EPSPs were evoked in medium ganglion, large ganglion, and large fusiform cells by weak stimulation of the deep layers, but IPSPs clearly predominated. Predominance of IPSP responses was expected in large ganglion cells because in vivo experiments showed that these cells are inhibited by electrosensory stimuli in the centers of their receptive fields (Bell et al., 1997b). IPSPs to deep layer stimulation were not expected in large fusiform cells, however, because the same in vivo studies showed that these cells are excited by electrosensory stimuli in the centers of their receptive fields. More EPSPs were also expected in type 2 medium ganglion cells, because morphological findings suggested that these cells are excited in the centers of their receptive fields (Han, Bell, Sugawara, and Grant, unpublished observations).

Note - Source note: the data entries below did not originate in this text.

//! Shared client handle
//!
//! Lets several threads use one session. The lock is held for the whole
//! exchange, so at most one request is in flight on the connection.

use std::sync::Arc;

use parking_lot::Mutex;

use crate::client::OwClient;
use crate::config::Config;
use crate::error::Result;
use crate::network::{ConnectionMode, Connector, TcpConnector};

/// Cloneable, thread-safe handle to a single [`OwClient`]
pub struct SharedClient<C: Connector = TcpConnector> {
    inner: Arc<Mutex<OwClient<C>>>,
}

impl SharedClient<TcpConnector> {
    /// Create a shared client for the configured server
    pub fn new(config: Config) -> Self {
        Self::from_client(OwClient::new(config))
    }
}

impl<C: Connector> SharedClient<C> {
    /// Wrap an existing client
    pub fn from_client(client: OwClient<C>) -> Self {
        Self {
            inner: Arc::new(Mutex::new(client)),
        }
    }

    /// Run `f` with exclusive access to the client
    pub fn with<T>(&self, f: impl FnOnce(&mut OwClient<C>) -> T) -> T {
        let mut client = self.inner.lock();
        f(&mut client)
    }

    pub fn mode(&self) -> ConnectionMode {
        self.inner.lock().mode()
    }

    pub fn connect(&self) -> Result<()> {
        self.inner.lock().connect()
    }

    pub fn disconnect(&self) {
        self.inner.lock().disconnect();
    }

    pub fn read(&self, path: &str) -> Result<String> {
        self.inner.lock().read(path)
    }

    pub fn write(&self, path: &str, value: &str) -> Result<()> {
        self.inner.lock().write(path, value)
    }

    pub fn presence(&self, path: &str) -> Result<bool> {
        self.inner.lock().presence(path)
    }

    pub fn dir(&self, path: &str) -> Result<Vec<String>> {
        self.inner.lock().dir(path)
    }

    pub fn dir_all(&self, path: &str) -> Result<Vec<String>> {
        self.inner.lock().dir_all(path)
    }

    pub fn get(&self, path: &str) -> Result<String> {
        self.inner.lock().get(path)
    }

    pub fn ping(&self) -> Result<()> {
        self.inner.lock().ping()
    }
}

impl<C: Connector> Clone for SharedClient<C> {
    fn clone(&self) -> Self {
        Self {
            inner: Arc::clone(&self.inner),
        }
    }
}
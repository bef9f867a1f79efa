//! Connectors
//!
//! How a session obtains a fresh byte stream to the server.

use std::io::{Read, Write};
use std::net::TcpStream;
use std::time::Duration;

use crate::error::{OwError, Result};

/// Opens streams to an owserver
pub trait Connector {
    /// Stream type produced by this connector
    type Stream: Read + Write;

    /// Open a new stream to `host:port`, applying the read timeout
    fn connect(&mut self, host: &str, port: u16, read_timeout: Option<Duration>)
        -> Result<Self::Stream>;

    /// Change the read timeout of an already open stream
    fn set_read_timeout(&self, _stream: &Self::Stream, _timeout: Option<Duration>) -> Result<()> {
        Ok(())
    }
}

/// Plain TCP connector
#[derive(Debug, Clone, Copy, Default)]
pub struct TcpConnector;

impl Connector for TcpConnector {
    type Stream = TcpStream;

    fn connect(
        &mut self,
        host: &str,
        port: u16,
        read_timeout: Option<Duration>,
    ) -> Result<TcpStream> {
        let stream = TcpStream::connect((host, port)).map_err(|source| OwError::Connect {
            addr: format!("{}:{}", host, port),
            source,
        })?;

        // Disable Nagle's algorithm, requests are small and latency bound
        stream.set_nodelay(true)?;
        stream.set_read_timeout(read_timeout)?;

        Ok(stream)
    }

    fn set_read_timeout(&self, stream: &TcpStream, timeout: Option<Duration>) -> Result<()> {
        stream.set_read_timeout(timeout)?;
        Ok(())
    }
}
//! Request Engine
//!
//! Drives each owserver operation as a fixed exchange over a [`Session`].
//!
//! ## Exchange
//! 1. Make sure the session holds a connection
//! 2. Send header + payload in one write
//! 3. Receive one or more response headers (and payloads)
//! 4. Map the return code to a value or an error
//! 5. Release the connection: kept if the server granted persistence and
//!    the operation succeeded, closed otherwise
//!
//! ## Directory listings
//! - `dir`: one response packet per entry. A zero `payload_len` ends the
//!   list; a negative one is the server asking the client to keep waiting.
//! - `dir_all`: a single packet holding every entry joined by commas.

use crate::config::Config;
use crate::error::{OwError, Result};
use crate::network::{ConnectionMode, Connector, Session, TcpConnector};
use crate::protocol::{decode_payload, encode_request, Flags, Request, ResponseHeader};

/// Client for one owserver
///
/// Each client owns a single session. Use independent clients (or a
/// [`SharedClient`](crate::SharedClient)) for concurrent queries.
pub struct OwClient<C: Connector = TcpConnector> {
    /// Client configuration
    config: Config,

    /// Connection to the server
    session: Session<C>,
}

impl OwClient<TcpConnector> {
    /// Create a client for the configured server
    ///
    /// No connection is made until the first operation (or `connect`).
    pub fn new(config: Config) -> Self {
        let session = Session::new(&config);
        Self { config, session }
    }
}

impl<C: Connector> OwClient<C> {
    /// Create a client that opens its streams through `connector`
    pub fn with_connector(config: Config, connector: C) -> Self {
        let session = Session::with_connector(&config, connector);
        Self { config, session }
    }

    pub fn config(&self) -> &Config {
        &self.config
    }

    /// Connection mode the server granted on the last response
    pub fn mode(&self) -> ConnectionMode {
        self.session.mode()
    }

    /// True while a connection is held open
    pub fn is_connected(&self) -> bool {
        self.session.is_open()
    }

    /// Set the flags word used on subsequent requests
    pub fn set_flags(&mut self, flags: Flags) {
        self.config.flags = flags;
    }

    /// Set the expected data length used by `read`
    pub fn set_default_data_len(&mut self, len: i32) {
        self.config.default_data_len = len;
    }

    /// Set the socket read timeout, applied immediately to an open connection
    pub fn set_read_timeout(&mut self, ms: u64) -> Result<()> {
        self.config.read_timeout_ms = ms;
        self.session.set_read_timeout(ms)
    }

    // =========================================================================
    // Connection Control
    // =========================================================================

    /// Open the connection ahead of the first operation
    pub fn connect(&mut self) -> Result<()> {
        self.session.ensure_connected()
    }

    /// Close the connection, even a persistent one
    pub fn disconnect(&mut self) {
        self.session.close(true);
    }

    // =========================================================================
    // Operations
    // =========================================================================

    /// Read an attribute using the configured default data length
    pub fn read(&mut self, path: &str) -> Result<String> {
        let expected_len = self.config.default_data_len;
        self.read_with_len(path, expected_len)
    }

    /// Read an attribute, telling the server how many bytes to expect
    ///
    /// The value is returned exactly as sent (`payload[offset..offset + data_len]`).
    pub fn read_with_len(&mut self, path: &str, expected_len: i32) -> Result<String> {
        let request = Request::Read {
            path: path.to_string(),
            data_len: expected_len,
        };

        self.exchange(&request, |session| {
            let header = session.receive_header()?;
            check_return(&header)?;
            receive_value(session, &header)
        })
    }

    /// Write a value to an attribute
    pub fn write(&mut self, path: &str, value: &str) -> Result<()> {
        let request = Request::Write {
            path: path.to_string(),
            value: value.to_string(),
        };

        self.exchange(&request, |session| {
            let header = session.receive_header()?;
            check_return(&header)?;
            session.receive_payload(&header)?;
            Ok(())
        })
    }

    /// Check that a path exists on the bus
    ///
    /// Returns `Ok(true)` when present; a missing path is `OwError::NotFound`.
    pub fn presence(&mut self, path: &str) -> Result<bool> {
        let request = Request::Presence {
            path: path.to_string(),
        };

        self.exchange(&request, |session| {
            let header = session.receive_header()?;
            if header.is_error() {
                return Err(OwError::NotFound {
                    path: path.to_string(),
                    code: header.ret_value,
                });
            }
            session.receive_payload(&header)?;
            Ok(true)
        })
    }

    /// List a directory, one response packet per entry
    pub fn dir(&mut self, path: &str) -> Result<Vec<String>> {
        let request = Request::Dir {
            path: path.to_string(),
        };

        self.exchange(&request, |session| {
            let mut entries = Vec::new();
            loop {
                let header = session.receive_header()?;
                check_return(&header)?;

                match header.payload_len {
                    0 => break,
                    len if len > 0 => {
                        let payload = session.receive_payload(&header)?;
                        entries.push(decode_payload(&header, &payload)?);
                    }
                    // Server is still working; no entry, no end of list
                    _ => tracing::trace!("Directory listing pending, waiting"),
                }
            }
            Ok(entries)
        })
    }

    /// List a directory as a single comma-joined packet
    pub fn dir_all(&mut self, path: &str) -> Result<Vec<String>> {
        let request = Request::DirAll {
            path: path.to_string(),
        };

        self.exchange(&request, |session| {
            let header = session.receive_header()?;
            check_return(&header)?;

            if header.payload_len <= 0 {
                return Ok(Vec::new());
            }
            let payload = session.receive_payload(&header)?;
            Ok(split_entries(&decode_payload(&header, &payload)?))
        })
    }

    /// Read a file or list a directory, whichever `path` names
    ///
    /// Directories come back comma-joined, as from `dir_all`.
    pub fn get(&mut self, path: &str) -> Result<String> {
        let request = Request::Get {
            path: path.to_string(),
            data_len: self.config.default_data_len,
        };

        self.exchange(&request, |session| {
            let header = session.receive_header()?;
            check_return(&header)?;
            receive_value(session, &header)
        })
    }

    /// Round-trip a no-op message to check the server is alive
    pub fn ping(&mut self) -> Result<()> {
        self.exchange(&Request::Nop, |session| {
            let header = session.receive_header()?;
            check_return(&header)?;
            session.receive_payload(&header)?;
            Ok(())
        })
    }

    // =========================================================================
    // Exchange Plumbing
    // =========================================================================

    /// Run one request/response exchange and release the connection
    ///
    /// Success keeps a persistent connection open; any error force-closes it
    /// so a half-read stream is never reused.
    fn exchange<T, F>(&mut self, request: &Request, handle: F) -> Result<T>
    where
        F: FnOnce(&mut Session<C>) -> Result<T>,
    {
        let flags = self.config.flags.with_persist();
        let message = encode_request(request, flags)?;

        tracing::trace!(
            function = ?request.function(),
            path = request.path().unwrap_or(""),
            flags = %flags,
            bytes = message.len(),
            "Sending request"
        );

        let result = transact(&mut self.session, &message, handle);
        match &result {
            Ok(_) => self.session.close(false),
            Err(e) => {
                tracing::debug!("{:?} failed: {}", request.function(), e);
                self.session.close(true);
            }
        }
        result
    }
}

fn transact<C, T, F>(session: &mut Session<C>, message: &[u8], handle: F) -> Result<T>
where
    C: Connector,
    F: FnOnce(&mut Session<C>) -> Result<T>,
{
    session.ensure_connected()?;
    session.send(message)?;
    handle(session)
}

/// Negative return codes become `OwError::Server`
fn check_return(header: &ResponseHeader) -> Result<()> {
    if header.is_error() {
        return Err(OwError::Server {
            code: header.ret_value,
        });
    }
    Ok(())
}

/// Receive and decode a single value; empty when the server sent no payload
fn receive_value<C: Connector>(session: &mut Session<C>, header: &ResponseHeader) -> Result<String> {
    if header.payload_len <= 0 {
        return Ok(String::new());
    }
    let payload = session.receive_payload(header)?;
    decode_payload(header, &payload)
}

/// Split a comma-joined listing, dropping trailing empty entries
fn split_entries(listing: &str) -> Vec<String> {
    let mut entries: Vec<String> = listing.split(',').map(str::to_string).collect();
    while entries.last().is_some_and(|e| e.is_empty()) {
        entries.pop();
    }
    entries
}
//! Function codes
//!
//! Carried in the third header field of a request.

use crate::error::{OwError, Result};

/// owserver message types (client -> server)
#[derive(Debug, Clone, Copy, PartialEq, Eq, Hash)]
#[repr(i32)]
pub enum Function {
    Error = 0,
    Nop = 1,
    Read = 2,
    Write = 3,
    Dir = 4,
    /// No longer served by owserver; kept so the code can be decoded
    Size = 5,
    Presence = 6,
    DirAll = 7,
    Get = 8,
}

impl Function {
    /// Wire code for this function
    pub fn code(self) -> i32 {
        self as i32
    }

    /// Function for a wire code
    pub fn from_code(code: i32) -> Result<Self> {
        match code {
            0 => Ok(Function::Error),
            1 => Ok(Function::Nop),
            2 => Ok(Function::Read),
            3 => Ok(Function::Write),
            4 => Ok(Function::Dir),
            5 => Ok(Function::Size),
            6 => Ok(Function::Presence),
            7 => Ok(Function::DirAll),
            8 => Ok(Function::Get),
            _ => Err(OwError::Protocol(format!("Unknown function code: {}", code))),
        }
    }
}
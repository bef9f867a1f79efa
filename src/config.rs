//! Configuration for ownet
//!
//! Plain settable fields with the owserver defaults.

use serde::{Deserialize, Serialize};

use crate::error::{OwError, Result};
use crate::protocol::Flags;

/// Default owserver host
pub const DEFAULT_HOST: &str = "127.0.0.1";

/// IANA assigned owserver port (4304/tcp)
pub const DEFAULT_PORT: u16 = 4304;

/// Default socket read timeout (milliseconds)
pub const DEFAULT_READ_TIMEOUT_MS: u64 = 8000;

/// Default expected data length for reads
pub const DEFAULT_DATA_LEN: i32 = 4096;

/// Client configuration
#[derive(Debug, Clone, PartialEq, Eq, Serialize, Deserialize)]
#[serde(default)]
pub struct Config {
    // -------------------------------------------------------------------------
    // Network Configuration
    // -------------------------------------------------------------------------
    /// owserver host name or IP address
    pub host: String,

    /// owserver TCP port
    pub port: u16,

    /// Socket read timeout (milliseconds), 0 disables it.
    /// Applies to reads only, never to connect.
    pub read_timeout_ms: u64,

    // -------------------------------------------------------------------------
    // Protocol Configuration
    // -------------------------------------------------------------------------
    /// Flags word sent with every request (formatting bits, passed opaquely)
    pub flags: Flags,

    /// Expected data length used by `read` when none is given
    pub default_data_len: i32,
}

impl Default for Config {
    fn default() -> Self {
        Self {
            host: DEFAULT_HOST.to_string(),
            port: DEFAULT_PORT,
            read_timeout_ms: DEFAULT_READ_TIMEOUT_MS,
            flags: Flags::default(),
            default_data_len: DEFAULT_DATA_LEN,
        }
    }
}

impl Config {
    /// Create a new config builder
    pub fn builder() -> ConfigBuilder {
        ConfigBuilder::default()
    }

    /// Build a default config pointing at `host:port`
    pub fn from_addr(addr: &str) -> Result<Self> {
        let (host, port) = parse_addr(addr)?;
        Ok(Self::builder().host(host).port(port).build())
    }

    /// `host:port` string used for connecting and logging
    pub fn addr(&self) -> String {
        format!("{}:{}", self.host, self.port)
    }
}

/// Split `host:port`, accepting a bare host (default port) and `[v6]:port`.
fn parse_addr(addr: &str) -> Result<(String, u16)> {
    let addr = addr.trim();
    if addr.is_empty() {
        return Err(OwError::Config("empty server address".to_string()));
    }

    let (host, port) = if let Some(rest) = addr.strip_prefix('[') {
        let end = rest
            .find(']')
            .ok_or_else(|| OwError::Config(format!("unterminated IPv6 address: {}", addr)))?;
        let host = &rest[..end];
        let port = rest[end + 1..].strip_prefix(':');
        (host, port)
    } else {
        match addr.rsplit_once(':') {
            Some((host, port)) if !host.contains(':') => (host, Some(port)),
            _ => (addr, None),
        }
    };

    let port = match port {
        Some(p) => p
            .parse::<u16>()
            .map_err(|_| OwError::Config(format!("invalid port in address: {}", addr)))?,
        None => DEFAULT_PORT,
    };

    Ok((host.to_string(), port))
}

/// Builder for Config
#[derive(Default)]
pub struct ConfigBuilder {
    config: Config,
}

impl ConfigBuilder {
    /// Set the owserver host
    pub fn host(mut self, host: impl Into<String>) -> Self {
        self.config.host = host.into();
        self
    }

    /// Set the owserver port
    pub fn port(mut self, port: u16) -> Self {
        self.config.port = port;
        self
    }

    /// Set the read timeout (in milliseconds)
    pub fn read_timeout_ms(mut self, ms: u64) -> Self {
        self.config.read_timeout_ms = ms;
        self
    }

    /// Set the flags word
    pub fn flags(mut self, flags: Flags) -> Self {
        self.config.flags = flags;
        self
    }

    /// Set the default expected data length for reads
    pub fn default_data_len(mut self, len: i32) -> Self {
        self.config.default_data_len = len;
        self
    }

    pub fn build(self) -> Config {
        self.config
    }
}
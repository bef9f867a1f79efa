//! Error-swallowing forms of the client operations
//!
//! For callers that only want a best-effort value: every failure is logged
//! at debug level and replaced by a neutral default (`""`, `false`, empty list).

use crate::client::OwClient;
use crate::error::Result;
use crate::network::Connector;

impl<C: Connector> OwClient<C> {
    /// `read`, returning an empty string on any error
    pub fn safe_read(&mut self, path: &str) -> String {
        or_default("read", path, self.read(path))
    }

    /// `write`, returning whether it succeeded
    pub fn safe_write(&mut self, path: &str, value: &str) -> bool {
        or_default("write", path, self.write(path, value).map(|()| true))
    }

    /// `presence`, returning false when missing or on any error
    pub fn safe_presence(&mut self, path: &str) -> bool {
        or_default("presence", path, self.presence(path))
    }

    /// `dir`, returning an empty list on any error
    pub fn safe_dir(&mut self, path: &str) -> Vec<String> {
        or_default("dir", path, self.dir(path))
    }

    /// `dir_all`, returning an empty list on any error
    pub fn safe_dir_all(&mut self, path: &str) -> Vec<String> {
        or_default("dir_all", path, self.dir_all(path))
    }

    /// `get`, returning an empty string on any error
    pub fn safe_get(&mut self, path: &str) -> String {
        or_default("get", path, self.get(path))
    }

    /// `connect`, returning whether it succeeded
    pub fn safe_connect(&mut self) -> bool {
        let addr = self.config().addr();
        or_default("connect", &addr, self.connect().map(|()| true))
    }

    /// `disconnect`; closing cannot fail, kept for symmetry with `safe_connect`
    pub fn safe_disconnect(&mut self) -> bool {
        self.disconnect();
        true
    }
}

fn or_default<T: Default>(op: &str, target: &str, result: Result<T>) -> T {
    result.unwrap_or_else(|e| {
        tracing::debug!("Ignoring {} error on {}: {}", op, target, e);
        T::default()
    })
}
//! ownet CLI Client
//!
//! Command-line interface for querying an owserver.

use clap::{Parser, Subcommand, ValueEnum};
use ownet::{Config, DeviceFormat, Flags, OwClient, OwError, TemperatureScale};
use tracing_subscriber::{fmt, EnvFilter};

/// ownet CLI
#[derive(Parser, Debug)]
#[command(name = "ownet-cli")]
#[command(about = "Query one-wire devices through an owserver")]
#[command(version)]
struct Args {
    /// Server address (host or host:port)
    #[arg(short, long, default_value = "127.0.0.1:4304")]
    server: String,

    /// Socket read timeout in milliseconds (0 = none)
    #[arg(short, long, default_value = "8000")]
    timeout: u64,

    /// Temperature scale for temperature readings
    #[arg(long, value_enum, default_value = "celsius")]
    scale: Scale,

    /// Device id display format
    #[arg(long, value_enum, default_value = "f.i")]
    format: Format,

    /// Log every header sent and received
    #[arg(short, long)]
    debug: bool,

    #[command(subcommand)]
    command: Commands,
}

#[derive(Subcommand, Debug)]
enum Commands {
    /// Read an attribute value
    Read {
        /// Attribute path, e.g. /28.0E67C0000000/temperature
        path: String,

        /// Expected data length
        #[arg(short, long)]
        len: Option<i32>,
    },

    /// Write a value to an attribute
    Write {
        /// Attribute path
        path: String,

        /// Value to write
        value: String,
    },

    /// List a directory (one packet per entry)
    Dir {
        #[arg(default_value = "/")]
        path: String,
    },

    /// List a directory (single packet)
    Dirall {
        #[arg(default_value = "/")]
        path: String,
    },

    /// Read a file or list a directory
    Get {
        #[arg(default_value = "/")]
        path: String,
    },

    /// Check whether a device or attribute is present
    Present {
        /// Device or attribute path
        path: String,
    },

    /// Check the server is alive
    Ping,
}

#[derive(Clone, Copy, Debug, ValueEnum)]
enum Scale {
    Celsius,
    Fahrenheit,
    Kelvin,
    Rankine,
}

impl From<Scale> for TemperatureScale {
    fn from(scale: Scale) -> Self {
        match scale {
            Scale::Celsius => TemperatureScale::Celsius,
            Scale::Fahrenheit => TemperatureScale::Fahrenheit,
            Scale::Kelvin => TemperatureScale::Kelvin,
            Scale::Rankine => TemperatureScale::Rankine,
        }
    }
}

#[derive(Clone, Copy, Debug, ValueEnum)]
enum Format {
    #[value(name = "f.i")]
    FdotI,
    #[value(name = "fi")]
    FI,
    #[value(name = "f.i.c")]
    FdotIdotC,
    #[value(name = "f.ic")]
    FdotIC,
    #[value(name = "fi.c")]
    FIdotC,
    #[value(name = "fic")]
    FIC,
}

impl From<Format> for DeviceFormat {
    fn from(format: Format) -> Self {
        match format {
            Format::FdotI => DeviceFormat::FdotI,
            Format::FI => DeviceFormat::FI,
            Format::FdotIdotC => DeviceFormat::FdotIdotC,
            Format::FdotIC => DeviceFormat::FdotIC,
            Format::FIdotC => DeviceFormat::FIdotC,
            Format::FIC => DeviceFormat::FIC,
        }
    }
}

fn main() {
    let args = Args::parse();

    // Initialize tracing/logging
    fmt()
        .with_env_filter(log_filter(args.debug))
        .with_target(true)
        .with_writer(std::io::stderr)
        .init();

    let config = match build_config(&args) {
        Ok(c) => c,
        Err(e) => {
            tracing::error!("{}", e);
            std::process::exit(2);
        }
    };

    tracing::debug!("ownet-cli v{} -> {}", ownet::VERSION, config.addr());

    let mut client = OwClient::new(config);
    let result = run(&mut client, args.command);
    client.disconnect();

    match result {
        Ok(code) => std::process::exit(code),
        Err(e) => {
            tracing::error!("{}", e);
            std::process::exit(1);
        }
    }
}

/// `--debug` overrides `RUST_LOG`; otherwise `RUST_LOG` or `warn`
fn log_filter(debug: bool) -> EnvFilter {
    if debug {
        return EnvFilter::new("warn,ownet=trace");
    }
    EnvFilter::try_from_default_env().unwrap_or_else(|_| EnvFilter::new("warn"))
}

fn build_config(args: &Args) -> Result<Config, OwError> {
    let base = Config::from_addr(&args.server)?;
    let flags = Flags::default()
        .with_temperature_scale(args.scale.into())
        .with_device_format(args.format.into());

    Ok(Config::builder()
        .host(base.host)
        .port(base.port)
        .read_timeout_ms(args.timeout)
        .flags(flags)
        .build())
}

/// Execute one command, returning the process exit code
fn run(client: &mut OwClient, command: Commands) -> Result<i32, OwError> {
    match command {
        Commands::Read { path, len } => {
            let value = match len {
                Some(len) => client.read_with_len(&path, len)?,
                None => client.read(&path)?,
            };
            println!("{}", value.trim_end_matches('\0'));
        }
        Commands::Write { path, value } => {
            client.write(&path, &value)?;
        }
        Commands::Dir { path } => {
            for entry in client.dir(&path)? {
                println!("{}", entry);
            }
        }
        Commands::Dirall { path } => {
            for entry in client.dir_all(&path)? {
                println!("{}", entry);
            }
        }
        Commands::Get { path } => {
            println!("{}", client.get(&path)?.trim_end_matches('\0'));
        }
        Commands::Present { path } => {
            return match client.presence(&path) {
                Ok(_) => {
                    println!("1");
                    Ok(0)
                }
                Err(OwError::NotFound { .. }) => {
                    println!("0");
                    Ok(1)
                }
                Err(e) => Err(e),
            };
        }
        Commands::Ping => {
            client.ping()?;
            println!("ok");
        }
    }
    Ok(0)
}
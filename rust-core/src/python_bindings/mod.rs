//! PyO3 bindings for Python integration

use pyo3::exceptions::PyValueError;
use pyo3::prelude::*;

use crate::error::{GridError, SpectralError};

mod spectrum_bindings;
mod grid_bindings;

impl From<SpectralError> for PyErr {
    fn from(err: SpectralError) -> Self {
        PyValueError::new_err(err.to_string())
    }
}

impl From<GridError> for PyErr {
    fn from(err: GridError) -> Self {
        PyValueError::new_err(err.to_string())
    }
}

/// Python module definition
#[pymodule]
fn mesh_spectra(_py: Python, m: &PyModule) -> PyResult<()> {
    spectrum_bindings::register(m)?;
    m.add_class::<spectrum_bindings::PyWindowType>()?;
    m.add_class::<grid_bindings::PyExplicitStructuredGrid>()?;
    
    Ok(())
}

Three explanations may be suggested for the unexpected predominance of inhibition in large fusiform cells and MG2 medium ganglion cells:

(1) Strong and rapid inhibition at the earliest stages could obscure excitatory responses to afferent stimuli in the slice. This study showed that primary afferent input evokes a powerful and short-latency inhibition in the granule layer of ELL. Stimulation of afferent fibersin vitro is unselective compared with stimulation of electroreceptors in vivo and probably activates as much inhibition as excitation. Furthermore, domination of inhibitory over excitatory effects of deep layer stimulation was shown by the intracellular recordings in which large EPSPs, which had not been visible before, were revealed after the addition of inhibitory antagonists (Fig. 13B).

(2) Responsiveness to afferent input is partly mediated by NMDA receptors, and these receptors may be less strongly activated in the slice. EPSPs were significantly more common in response to deep stimulation when magnesium-free ACSF was substituted for normal ACSF, and EPSPs recorded under these conditions or in the presence of bicuculline were blocked by the NMDA antagonist AP-5. Most of our recordings were made in normal ACSF (without bicuculline and without AP-5), and NMDA receptors were probably not as effective under these conditions.

(3)Lack of facilitatory electric organ corollary discharge input in the slice preparation. Excitatory responses to electrosensory stimuli in large fusiform cells recorded in vivo are strongly facilitated when the stimuli are delivered at short delays after the electrical organ discharge motor command. This facilitation seems to be attributable to an excitatory corollary discharge-driven input to the interneurons that mediate the electrosensory responses of the large fusiform cells (Bell et al., 1997b), and such an input to granule layer neurons with the right latency for mediating the facilitation can be observed in recordings from primary afferent fibers, as described above (Bell, 1990). No corollary discharge signal is present in the slice, of course, and the interneurons responsible for the electrosensory excitation of large fusiform cells might therefore be deprived of critical excitatory input.

In general, the deeper layers of ELL are only poorly understood. Some cells of the deeper layers evoked EPSPs in the cells studied here andin vivo (Bell et al., 1997b), and others evoked IPSPs. Some IPSPs were of short duration, whereas others were of long duration, and some were blocked by bicuculline whereas others were blocked by strychnine. Clearly, much remains to be learned about the morphology, connectivity, and pharmacology of cell types in the deep layers of ELL.

In summary, this study has provided an overview of synaptic responses and intrinsic electrical properties of identified cells in the mormyrid ELL. Inhibitory processes have been identified at the first stage of processing in which afferents contact granule cells, at the next stage in which the granule cells inhibit the Purkinje-like medium ganglion and efferent cells, and in the effects of parallel-fiber activation on these cells. Differences in the functional roles of these different levels of inhibition will be a worthy subject for future investigation. Finally, the presence of NMDA and AMPA receptors at parallel-fiber synapses and the likelihood of propagated dendritic spikes in molecular layer dendrites are results with important implications for an understanding of the anti-Hebbian plasticity that has been identified at these synapses.